In 1959, building work began on the Wohnstadt im Grünen (“Living Town in the Green”), as it was marketed. This was Gravenbruch. Almost 7,000 people found in this satellite town between the main town and Heusenstamm, lying in the woods, a new home. Owing to the great number of young families that moved there, this constituent community was known as the town with Europe’s densest population of children. It is also well known for the Kempinski-Hotel and the drive-in cinema.
With the amalgamation of the formerly self-administering community of Zeppelinheim in the course of municipal reform in 1977, Neu-Isenburg also stretched farther westwards. Here is found the Zeppelinmuseum.
Neu-Isenburg was founded on 24 July 1699 as a town of exiles by Huguenots, French Protestants who had had to flee their homeland after the Edict of Nantes was revoked. Their new landlord, Count Johann Philipp von Isenburg-Offenbach, guaranteed them safety, the free use of the French language and religious freedom.
He gave them leave to settle in the Wildbann Dreieich, an old royal hunting forest, in the place where in the Middle Ages the pilgrimage chapel Zum Heiligen Kreuz (“To the Holy Cross”) once stood. By way of thanks to the Count, the town was named Neu-Isenburg after him. The town plan was laid out by Andreas Loeber in a right-angled grid pattern. From corners ran diagonal streets to the marketplace. Also, the middles of the outer sides were linked by streets to the square marketplace. This township survives today in the streets of Kronengasse, Pfarrgasse, Löwengasse and Hirtengasse.
Neu-Isenburg was one of the planned towns of the 17th and 18th centuries. The settlers at first worked at farming, but later turned back to the handicraft trades that they had learnt, such as the stocking knitter’s craft, thereby laying the groundwork for Neu-Isenburg’s economic development. The surrounding communities eyed the French settlers with great mistrust and called the town welsches Dorf (the German word welsch refers to peoples who speak Romance languages, especially French; it is cognate with the English word Welsh, but does not have the same meaning).
On 20 May 1700 – a Thursday – the clergyman Isaac Bermond held the first church services under an old oak in the middle of the church square.
About 1701, the Forsthaus was built (today an inn called Frankfurter Haus) by the city of Frankfurt am Main at the city limits with Neu-Isenburg. The first French Reformed church was built of wood between 1702 and 1706. The foundation stone was laid on Ascension Day 1702. Likewise in 1702, the Town Hall was built at the marketplace, and the Haus zum Löwen was mentioned for the first time. This was used until 1918 as an inn called Au Lion d'Or (“At the Golden Lion”), and today it houses the local history museum.

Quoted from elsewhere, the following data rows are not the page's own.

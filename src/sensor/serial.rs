use super::{MotionSensor, SensorSample};
use crate::config::SensorKind;
use crate::error::SensorError;
use crossbeam::channel::{self, Receiver, Sender, TryRecvError};
use std::fs::{File, OpenOptions};
use std::io::{BufRead, BufReader, Read};
use std::path::Path;
use std::thread;
use std::time::Duration;
use tokio::time::Instant;
use tokio_util::sync::CancellationToken;
use tracing::{debug, info, warn};

/// Line the trigger board sends when it sees motion
pub const PLAY_LINE: &str = "PLAY";

/// Presence from a microcontroller on a serial line. Each `PLAY` line reads
/// as presence for the hold period; any other line is logged and ignored.
pub struct SerialSensor {
    plays: Receiver<()>,
    hold: Duration,
    last_play: Option<Instant>,
    disconnected: bool,
    closed: bool,
    cancellation_token: CancellationToken,
}

impl SerialSensor {
    /// Open the device, set the line speed when it is a terminal, and start
    /// the line reader thread
    pub fn open(device: impl AsRef<Path>, baud: u32, hold: Duration) -> Result<Self, SensorError> {
        let device = device.as_ref();
        let unavailable = |details: String| SensorError::Unavailable {
            sensor: format!("serial {}", device.display()),
            details,
        };

        let port = OpenOptions::new()
            .read(true)
            .open(device)
            .map_err(|e| unavailable(e.to_string()))?;
        configure_line(&port, baud).map_err(unavailable)?;

        let sensor = Self::from_reader(port, hold)?;
        info!(
            "Serial sensor listening on {} at {} baud",
            device.display(),
            baud
        );
        Ok(sensor)
    }

    /// Sensor fed from any line source, e.g. an already opened port
    pub fn from_reader<R>(reader: R, hold: Duration) -> Result<Self, SensorError>
    where
        R: Read + Send + 'static,
    {
        let (tx, rx) = channel::unbounded();
        let cancellation_token = CancellationToken::new();
        let token = cancellation_token.clone();

        thread::Builder::new()
            .name("serial-input".to_string())
            .spawn(move || read_lines(BufReader::new(reader), tx, token))
            .map_err(|e| SensorError::Unavailable {
                sensor: "serial".to_string(),
                details: format!("failed to spawn reader: {}", e),
            })?;

        Ok(Self {
            plays: rx,
            hold,
            last_play: None,
            disconnected: false,
            closed: false,
            cancellation_token,
        })
    }
}

fn read_lines<R: BufRead>(reader: R, tx: Sender<()>, token: CancellationToken) {
    for line in reader.lines() {
        if token.is_cancelled() {
            break;
        }

        let line = match line {
            Ok(line) => line,
            Err(e) => {
                warn!("Serial read failed: {}", e);
                break;
            }
        };

        let message = line.trim();
        if message == PLAY_LINE {
            debug!("Serial trigger received");
            if tx.send(()).is_err() {
                break;
            }
        } else if !message.is_empty() {
            debug!("Serial: {}", message);
        }
    }

    debug!("Serial reader exited");
}

/// Raw 8N1 at `baud`. Regular files are left alone.
#[cfg(unix)]
fn configure_line(port: &File, baud: u32) -> Result<(), String> {
    use std::os::unix::io::AsRawFd;

    let fd = port.as_raw_fd();
    if unsafe { libc::isatty(fd) } != 1 {
        debug!("Serial source is not a terminal, skipping line setup");
        return Ok(());
    }

    let speed = match baud {
        9600 => libc::B9600,
        19200 => libc::B19200,
        38400 => libc::B38400,
        57600 => libc::B57600,
        115200 => libc::B115200,
        other => return Err(format!("unsupported baud rate {}", other)),
    };

    let mut tio: libc::termios = unsafe { std::mem::zeroed() };
    if unsafe { libc::tcgetattr(fd, &mut tio) } != 0 {
        return Err(format!("tcgetattr: {}", std::io::Error::last_os_error()));
    }

    unsafe { libc::cfmakeraw(&mut tio) };
    tio.c_cflag |= libc::CLOCAL | libc::CREAD;
    // Block until at least one byte arrives
    tio.c_cc[libc::VMIN] = 1;
    tio.c_cc[libc::VTIME] = 0;

    let rc = unsafe {
        libc::cfsetispeed(&mut tio, speed);
        libc::cfsetospeed(&mut tio, speed);
        libc::tcsetattr(fd, libc::TCSANOW, &tio)
    };
    if rc != 0 {
        return Err(format!("tcsetattr: {}", std::io::Error::last_os_error()));
    }
    Ok(())
}

#[cfg(not(unix))]
fn configure_line(_port: &File, _baud: u32) -> Result<(), String> {
    Ok(())
}

impl MotionSensor for SerialSensor {
    fn read(&mut self) -> Result<SensorSample, SensorError> {
        if self.closed {
            return Err(SensorError::Closed);
        }

        let now = Instant::now();
        loop {
            match self.plays.try_recv() {
                Ok(()) => self.last_play = Some(now),
                Err(TryRecvError::Empty) => break,
                Err(TryRecvError::Disconnected) => {
                    self.disconnected = true;
                    break;
                }
            }
        }

        let present = self
            .last_play
            .map(|at| now.saturating_duration_since(at) < self.hold)
            .unwrap_or(false);

        // Let a final PLAY finish its hold before reporting the line gone
        if self.disconnected && !present {
            warn!("Serial line closed");
            self.closed = true;
            return Err(SensorError::Closed);
        }

        Ok(SensorSample::presence(present, now))
    }

    fn close(&mut self) {
        // The reader thread may sit in a blocking read; it exits on the
        // next line or when the process does
        self.cancellation_token.cancel();
        self.closed = true;
    }

    fn kind(&self) -> SensorKind {
        SensorKind::Serial
    }
}

impl Drop for SerialSensor {
    fn drop(&mut self) {
        self.close();
    }
}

The first school followed in 1704, and in 1705 the Bansamühle (mill). The wooden church was replaced between 1773 and 1775 with a stone building. In 1781, the first German-language school was built.

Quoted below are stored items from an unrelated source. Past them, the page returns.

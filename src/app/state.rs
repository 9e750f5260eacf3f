use super::{ComponentState, MotionplayOrchestrator};
use std::collections::HashMap;
use tracing::debug;

impl MotionplayOrchestrator {
    /// Update component state
    pub async fn set_component_state(&self, component: &str, state: ComponentState) {
        let mut states = self.component_states.lock().await;
        let previous = states.insert(component.to_string(), state.clone());
        if previous.as_ref() != Some(&state) {
            debug!(
                "Component '{}' state: {:?} -> {:?}",
                component, previous, state
            );
        }
    }

    /// Get component state
    pub async fn get_component_state(&self, component: &str) -> Option<ComponentState> {
        let states = self.component_states.lock().await;
        states.get(component).cloned()
    }

    /// Get all component states
    pub async fn get_all_component_states(&self) -> HashMap<String, ComponentState> {
        let states = self.component_states.lock().await;
        states.clone()
    }

    /// Components not in the `Running` or `Stopped` state, sorted by name
    pub async fn unhealthy_components(&self) -> Vec<(String, ComponentState)> {
        let states = self.component_states.lock().await;
        let mut unhealthy: Vec<_> = states
            .iter()
            .filter(|(_, state)| {
                !matches!(state, ComponentState::Running | ComponentState::Stopped)
            })
            .map(|(name, state)| (name.clone(), state.clone()))
            .collect();
        unhealthy.sort_by(|a, b| a.0.cmp(&b.0));
        unhealthy
    }
}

After the Congress of Vienna in 1815, the County of Ysenburg, together with the Oberamt of Offenbach and its member municipalities, passed to the Grand Duchy of Hesse. In 1828, the Prussian-Hessian Customs Union built a customs house (Frankfurter Straße 10) as its main customs office on the border with what was then the Free City of Frankfurt.
Despite considerable reservations, German families, too, were moving into the town beginning in the 18th century, leading to the church’s having to hold services alternately in German and French as of 1761, much to the French-speaking population’s chagrin. In the end, German was confirmed as the town’s official language in 1829.

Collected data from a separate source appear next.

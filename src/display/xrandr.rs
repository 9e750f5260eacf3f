use super::DisplayPreparer;
use crate::config::{DisplayConfig, PlaybackMode};
use crate::error::DisplayError;
use async_trait::async_trait;
use tokio::process::Command;
use tracing::{debug, info, warn};

/// Names of the outputs xrandr lists as connected, in listing order
pub fn parse_connected_outputs(xrandr_output: &str) -> Vec<String> {
    xrandr_output
        .lines()
        .filter_map(|line| {
            let mut tokens = line.split_whitespace();
            match (tokens.next(), tokens.next()) {
                (Some(name), Some("connected")) => Some(name.to_string()),
                _ => None,
            }
        })
        .collect()
}

/// Portrait layout through `xrandr`: every output gets the first configured
/// mode it accepts, rotated; in dual mode the second output sits to the
/// right of the first.
pub struct XrandrDisplay {
    binary: String,
    x_display: String,
    modes: Vec<String>,
    rotate: String,
}

impl XrandrDisplay {
    pub fn new(config: &DisplayConfig) -> Self {
        Self {
            binary: "xrandr".to_string(),
            x_display: config.x_display.clone(),
            modes: config.modes.clone(),
            rotate: config.rotate.clone(),
        }
    }

    /// Use a different xrandr executable
    pub fn with_binary<S: Into<String>>(mut self, binary: S) -> Self {
        self.binary = binary.into();
        self
    }

    async fn run(&self, args: &[String]) -> Result<String, DisplayError> {
        debug!("{} {}", self.binary, args.join(" "));

        let output = Command::new(&self.binary)
            .args(args)
            .env("DISPLAY", &self.x_display)
            .output()
            .await
            .map_err(|e| DisplayError::Command {
                command: self.binary.clone(),
                details: e.to_string(),
            })?;

        if !output.status.success() {
            return Err(DisplayError::Command {
                command: format!("{} {}", self.binary, args.join(" ")),
                details: format!(
                    "{}: {}",
                    output.status,
                    String::from_utf8_lossy(&output.stderr).trim()
                ),
            });
        }

        Ok(String::from_utf8_lossy(&output.stdout).into_owned())
    }

    async fn connected_outputs(&self) -> Result<Vec<String>, DisplayError> {
        let listing = self.run(&[]).await?;
        let outputs = parse_connected_outputs(&listing);
        if outputs.is_empty() {
            return Err(DisplayError::NoOutputs);
        }
        info!("Connected displays: {}", outputs.join(", "));
        Ok(outputs)
    }

    fn mode_args(&self, output: &str, mode: &str) -> Vec<String> {
        let mut args = vec![
            "--output".to_string(),
            output.to_string(),
            "--mode".to_string(),
            mode.to_string(),
        ];
        if !self.rotate.is_empty() {
            args.push("--rotate".to_string());
            args.push(self.rotate.clone());
        }
        args
    }

    async fn configure_single(&self, outputs: &[String]) -> Result<(), DisplayError> {
        for output in outputs {
            for mode in &self.modes {
                match self.run(&self.mode_args(output, mode)).await {
                    Ok(_) => {
                        info!("Set {} to {} rotated {}", output, mode, self.rotate);
                        return Ok(());
                    }
                    Err(e) => debug!("{} rejected {}: {}", output, mode, e),
                }
            }
        }

        Err(DisplayError::NoUsableMode {
            output: outputs.join(", "),
        })
    }

    async fn configure_dual(&self, outputs: &[String]) -> Result<(), DisplayError> {
        if outputs.len() < 2 {
            warn!(
                "Found only {} display(s), dual mode needs 2; configuring single",
                outputs.len()
            );
            return self.configure_single(outputs).await;
        }

        let (left, right) = (&outputs[0], &outputs[1]);

        for mode in &self.modes {
            if let Err(e) = self.run(&self.mode_args(left, mode)).await {
                debug!("{} rejected {}: {}", left, mode, e);
                continue;
            }

            let mut right_args = self.mode_args(right, mode);
            right_args.push("--right-of".to_string());
            right_args.push(left.clone());

            match self.run(&right_args).await {
                Ok(_) => {
                    info!(
                        "Dual displays {} | {} set to {} rotated {}",
                        left, right, mode, self.rotate
                    );
                    return Ok(());
                }
                Err(e) => debug!("{} rejected {}: {}", right, mode, e),
            }
        }

        // No shared mode: configure each output on its own
        warn!("No common mode for dual displays, configuring outputs separately");
        let left_ok = self.configure_single(std::slice::from_ref(left)).await.is_ok();
        let right_ok = self.configure_single(std::slice::from_ref(right)).await.is_ok();

        if left_ok || right_ok {
            Ok(())
        } else {
            Err(DisplayError::NoUsableMode {
                output: format!("{}, {}", left, right),
            })
        }
    }
}

#[async_trait]
impl DisplayPreparer for XrandrDisplay {
    async fn prepare(&self, mode: PlaybackMode) -> bool {
        let result = match self.connected_outputs().await {
            Ok(outputs) => match mode {
                PlaybackMode::Single => self.configure_single(&outputs).await,
                PlaybackMode::Dual => self.configure_dual(&outputs).await,
            },
            Err(e) => Err(e),
        };

        match result {
            Ok(()) => true,
            Err(e) => {
                warn!("Display preparation failed: {}", e);
                false
            }
        }
    }

    fn name(&self) -> &'static str {
        "xrandr"
    }
}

In 1846, the Main-Neckar railway near Neu-Isenburg was completed, but the town did not get its own railway station until 1852.
Other events in Neu-Isenburg’s history, in brief, are as follows:
In 1834, Neu-Isenburg had only 1,762 inhabitants. By 1939, there were 15,081. After Zeppelinheim was amalgamated and Gravenbruch had been built, the population reached 35,000 by 1983.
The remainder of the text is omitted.